Comment avez-vous développé la production de signalétique ?

MTM a trois univers : le plus important est la fourniture et le mobilier de bureau ; le deuxième est la vente de moteurs d’impression Toshiba ; et pour terminer, Prod & Com. Cette activité de production et communication est une mutation d’un ancien métier : le tirage de plans. Avec la dématérialisation, les tirages ont chuté, or les fabricants de matériel faisaient aussi des machines pour l’impression d’affiches et de signalétiques. Nous nous sommes dit « Pourquoi pas ? ». Nous avons commencé avec des adhésifs et des panneaux. Progressivement, nous nous sommes fait une place sur ce marché, puis nous sommes arrivés assez naturellement à la communication.

Que représente cette activité pour vous ?

Aujourd’hui, environ 690 000 euros de chiffres d’affaires, avec une équipe de huit personnes. Dans ce métier, il est essentiel d’avoir une chaine d’experts pour la vente, la création, l’impression et la découpe, la fabrication et la pose. Chaque étape nécessite des compétences particulières pour proposer la bonne solution, conçue avec les bons matériaux, et installée correctement. Il n’y a pas de chantier standard ! C’est passionnant car ce n’est jamais pareil, mais l’investissement est important par rapport au revenu généré.

Justement, quels seraient vos conseils pour vos confrères papetiers ?

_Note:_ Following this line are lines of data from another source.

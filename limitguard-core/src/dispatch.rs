//! Message Dispatch Index
//!
//! Maps a message identifier to the watchpoints that read it, so a received
//! packet only touches the watchpoints it can affect.
//!
//! ## Layout
//!
//! ```text
//! buckets[id & MASK] ──► message link ──► message link ──► NONE
//!                           │
//!                           └─► first_watch ──► watch_next[..] ──► ... ──► NONE
//! ```
//!
//! All links are `u16` slot numbers into fixed arrays sized by the table
//! capacity; `NONE` terminates a chain. Watchpoints hang off their message
//! in definition-table order, so lookups are deterministic.
//!
//! The index is rebuilt from scratch on every table load. Rebuilding also
//! keeps the transport's interest registrations in step with it: every
//! identifier of the old index is withdrawn before the new set is
//! registered.

use crate::{
    constants::{tables::HASH_TABLE_MASK, HASH_TABLE_ENTRIES, MAX_WATCHPOINTS},
    events::Notification,
    message::MessageId,
    traits::{EventSink, Transport},
    watchpoint::{WatchIndex, Watchpoint},
};

/// End-of-chain sentinel
const NONE: u16 = u16::MAX;

#[derive(Debug, Clone, Copy)]
struct MessageLink {
    message_id: MessageId,
    first_watch: u16,
    last_watch: u16,
    next: u16,
}

impl MessageLink {
    const EMPTY: Self = Self {
        message_id: MessageId(0),
        first_watch: NONE,
        last_watch: NONE,
        next: NONE,
    };
}

/// Message identifier to watchpoint index
#[derive(Debug, Clone)]
pub struct DispatchIndex {
    buckets: [u16; HASH_TABLE_ENTRIES],
    messages: [MessageLink; MAX_WATCHPOINTS],
    watch_next: [u16; MAX_WATCHPOINTS],
    message_count: u16,
    watch_count: u16,
}

impl Default for DispatchIndex {
    fn default() -> Self {
        Self::new()
    }
}

impl DispatchIndex {
    /// Empty index
    pub const fn new() -> Self {
        Self {
            buckets: [NONE; HASH_TABLE_ENTRIES],
            messages: [MessageLink::EMPTY; MAX_WATCHPOINTS],
            watch_next: [NONE; MAX_WATCHPOINTS],
            message_count: 0,
            watch_count: 0,
        }
    }

    /// Number of distinct message identifiers indexed
    pub const fn message_count(&self) -> u16 {
        self.message_count
    }

    /// Number of watchpoints indexed
    pub const fn watchpoint_count(&self) -> u16 {
        self.watch_count
    }

    /// Distinct identifiers in first-reference order
    pub fn message_ids(&self) -> impl Iterator<Item = MessageId> + '_ {
        self.messages[..self.message_count as usize]
            .iter()
            .map(|link| link.message_id)
    }

    /// Watchpoints reading `id`, in definition-table order
    pub fn lookup(&self, id: MessageId) -> Watchers<'_> {
        let first = match self.find(id) {
            Some(slot) => self.messages[slot as usize].first_watch,
            None => NONE,
        };
        Watchers { next: first, links: &self.watch_next }
    }

    /// Rebuild from a decoded watchpoint table
    ///
    /// Registration failures are reported through `sink` and never stop the
    /// rebuild.
    pub fn rebuild(
        &mut self,
        watchpoints: &[Option<Watchpoint>],
        transport: &mut dyn Transport,
        sink: &mut dyn EventSink,
    ) {
        for message_id in self.message_ids() {
            if let Err(status) = transport.unsubscribe(message_id) {
                lc_error!("Unsubscribe from {} failed: {}", message_id, status);
                sink.emit(&Notification::UnsubscribeFailed { message_id, status });
            }
        }

        self.clear();

        let mut previous: Option<(MessageId, u16)> = None;
        for (slot, watchpoint) in watchpoints.iter().enumerate().take(MAX_WATCHPOINTS) {
            let Some(watchpoint) = watchpoint else {
                continue;
            };
            let id = watchpoint.message_id;

            let message = match previous {
                Some((last_id, last_slot)) if last_id == id => last_slot,
                _ => match self.find(id) {
                    Some(found) => found,
                    None => self.insert_message(id),
                },
            };

            self.append_watch(message, slot as u16);
            previous = Some((id, message));
        }

        let mut failures = 0u16;
        for message_id in self.message_ids() {
            if let Err(status) = transport.subscribe(message_id) {
                failures += 1;
                lc_error!("Subscribe to {} failed: {}", message_id, status);
                sink.emit(&Notification::SubscribeFailed { message_id, status });
            }
        }

        lc_info!(
            "Dispatch index rebuilt: {} messages, {} watchpoints, {} registration failures",
            self.message_count, self.watch_count, failures
        );
    }

    fn clear(&mut self) {
        self.buckets = [NONE; HASH_TABLE_ENTRIES];
        self.messages = [MessageLink::EMPTY; MAX_WATCHPOINTS];
        self.watch_next = [NONE; MAX_WATCHPOINTS];
        self.message_count = 0;
        self.watch_count = 0;
    }

    fn bucket(id: MessageId) -> usize {
        (id.value() & HASH_TABLE_MASK) as usize
    }

    fn find(&self, id: MessageId) -> Option<u16> {
        let mut slot = self.buckets[Self::bucket(id)];
        while slot != NONE {
            let link = &self.messages[slot as usize];
            if link.message_id == id {
                return Some(slot);
            }
            slot = link.next;
        }
        None
    }

    // At most one message per watchpoint, so the table never fills
    fn insert_message(&mut self, id: MessageId) -> u16 {
        let slot = self.message_count;
        let bucket = Self::bucket(id);
        self.messages[slot as usize] = MessageLink {
            message_id: id,
            next: self.buckets[bucket],
            ..MessageLink::EMPTY
        };
        self.buckets[bucket] = slot;
        self.message_count += 1;
        slot
    }

    fn append_watch(&mut self, message: u16, watch: u16) {
        let link = &mut self.messages[message as usize];
        if link.last_watch == NONE {
            link.first_watch = watch;
        } else {
            self.watch_next[link.last_watch as usize] = watch;
        }
        link.last_watch = watch;
        self.watch_count += 1;
    }
}

/// Iterator over the watchpoints reading one message
#[derive(Debug, Clone)]
pub struct Watchers<'a> {
    next: u16,
    links: &'a [u16; MAX_WATCHPOINTS],
}

impl Iterator for Watchers<'_> {
    type Item = WatchIndex;

    fn next(&mut self) -> Option<WatchIndex> {
        let index = WatchIndex::new(self.next)?;
        self.next = self.links[index.as_usize()];
        Some(index)
    }
}

#[cfg(test)]
mod tests {
    use super::*;
    use crate::{
        traits::{NullSink, TransportStatus},
        watchpoint::{DataType, Operator, WatchpointDefinition},
    };

    #[derive(Default)]
    struct Registrations {
        subscribed: [u16; 16],
        subscribe_count: usize,
        unsubscribed: [u16; 16],
        unsubscribe_count: usize,
        refuse: Option<u16>,
        refuse_withdrawal: Option<u16>,
    }

    impl Transport for Registrations {
        fn subscribe(&mut self, id: MessageId) -> Result<(), TransportStatus> {
            self.subscribed[self.subscribe_count] = id.value();
            self.subscribe_count += 1;
            if self.refuse == Some(id.value()) {
                Err(-3)
            } else {
                Ok(())
            }
        }

        fn unsubscribe(&mut self, id: MessageId) -> Result<(), TransportStatus> {
            self.unsubscribed[self.unsubscribe_count] = id.value();
            self.unsubscribe_count += 1;
            if self.refuse_withdrawal == Some(id.value()) {
                Err(-4)
            } else {
                Ok(())
            }
        }

        fn send_response(&mut self, _response_id: u16) {}
    }

    #[derive(Default)]
    struct Failures {
        subscribe: usize,
        unsubscribe: usize,
    }

    impl EventSink for Failures {
        fn emit(&mut self, notification: &Notification) {
            match notification {
                Notification::SubscribeFailed { .. } => self.subscribe += 1,
                Notification::UnsubscribeFailed { message_id, status } => {
                    assert_eq!((*message_id, *status), (MessageId(0x10), -4));
                    self.unsubscribe += 1;
                }
                _ => {}
            }
        }
    }

    fn table(ids: &[Option<u16>]) -> [Option<Watchpoint>; MAX_WATCHPOINTS] {
        let mut table = [None; MAX_WATCHPOINTS];
        for (slot, id) in ids.iter().enumerate() {
            table[slot] = id.map(|id| {
                let def = WatchpointDefinition::new(DataType::U8, Operator::Eq, id, 0);
                Watchpoint::decode(&def).unwrap().unwrap()
            });
        }
        table
    }

    fn watchers(index: &DispatchIndex, id: u16) -> heapless::Vec<u16, 16> {
        index.lookup(MessageId(id)).map(WatchIndex::get).collect()
    }

    #[test]
    fn lookup_is_in_definition_order() {
        let mut index = DispatchIndex::new();
        let wps = table(&[Some(0x10), Some(0x10), Some(0x20), None, Some(0x10), Some(0x20)]);
        index.rebuild(&wps, &mut Registrations::default(), &mut NullSink);

        assert_eq!(watchers(&index, 0x10).as_slice(), &[0, 1, 4]);
        assert_eq!(watchers(&index, 0x20).as_slice(), &[2, 5]);
        assert!(watchers(&index, 0x30).is_empty());
        assert_eq!(index.message_count(), 2);
        assert_eq!(index.watchpoint_count(), 5);
        let ids: heapless::Vec<MessageId, 4> = index.message_ids().collect();
        assert_eq!(ids.as_slice(), &[MessageId(0x10), MessageId(0x20)]);
    }

    #[test]
    fn bucket_collisions_stay_distinct() {
        // 0x0105 and 0x0005 share bucket 5 at any table size
        let mut index = DispatchIndex::new();
        let wps = table(&[Some(0x0105), Some(0x0005), Some(0x0105)]);
        index.rebuild(&wps, &mut Registrations::default(), &mut NullSink);

        assert_eq!(watchers(&index, 0x0105).as_slice(), &[0, 2]);
        assert_eq!(watchers(&index, 0x0005).as_slice(), &[1]);
    }

    #[test]
    fn rebuild_withdraws_then_registers() {
        let mut index = DispatchIndex::new();
        let mut transport = Registrations::default();
        index.rebuild(&table(&[Some(0x10), Some(0x11)]), &mut transport, &mut NullSink);
        assert_eq!(transport.unsubscribe_count, 0);
        assert_eq!(&transport.subscribed[..2], &[0x10, 0x11]);

        let mut transport = Registrations::default();
        index.rebuild(&table(&[Some(0x12)]), &mut transport, &mut NullSink);
        assert_eq!(&transport.unsubscribed[..transport.unsubscribe_count], &[0x10, 0x11]);
        assert_eq!(&transport.subscribed[..transport.subscribe_count], &[0x12]);
        assert!(watchers(&index, 0x10).is_empty());
    }

    #[test]
    fn registration_failure_does_not_abort() {
        let mut index = DispatchIndex::new();
        let mut transport = Registrations { refuse: Some(0x10), ..Default::default() };
        let mut sink = Failures::default();
        index.rebuild(&table(&[Some(0x10), Some(0x11)]), &mut transport, &mut sink);

        assert_eq!(sink.subscribe, 1);
        assert_eq!(transport.subscribe_count, 2);
        assert_eq!(watchers(&index, 0x10).as_slice(), &[0]);
    }

    #[test]
    fn withdrawal_failure_does_not_abort() {
        let mut index = DispatchIndex::new();
        index.rebuild(&table(&[Some(0x10), Some(0x11)]), &mut Registrations::default(), &mut NullSink);

        let mut transport = Registrations { refuse_withdrawal: Some(0x10), ..Default::default() };
        let mut sink = Failures::default();
        index.rebuild(&table(&[Some(0x12), Some(0x10)]), &mut transport, &mut sink);

        assert_eq!(sink.unsubscribe, 1);
        assert_eq!(sink.subscribe, 0);
        assert_eq!(transport.unsubscribe_count, 2);
        assert_eq!(&transport.subscribed[..transport.subscribe_count], &[0x12, 0x10]);
        assert_eq!(watchers(&index, 0x12).as_slice(), &[0]);
        assert_eq!(watchers(&index, 0x10).as_slice(), &[1]);
    }
}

Si vous souhaitez vous mettre à la production de signalétique, il faut accepter que c’est un métier haute couture ! Recruter une équipe de spécialistes capables de maitriser les outils peut prendre plusieurs années, surtout avec les difficultés de recrutement actuelles. Se faire connaître pour ce savoir-faire prend aussi du temps, il faut donc avoir les moyens d’accompagner la mise en place de cette activité dans son organisation. Il faut être prudent en étant conscient de ces contraintes.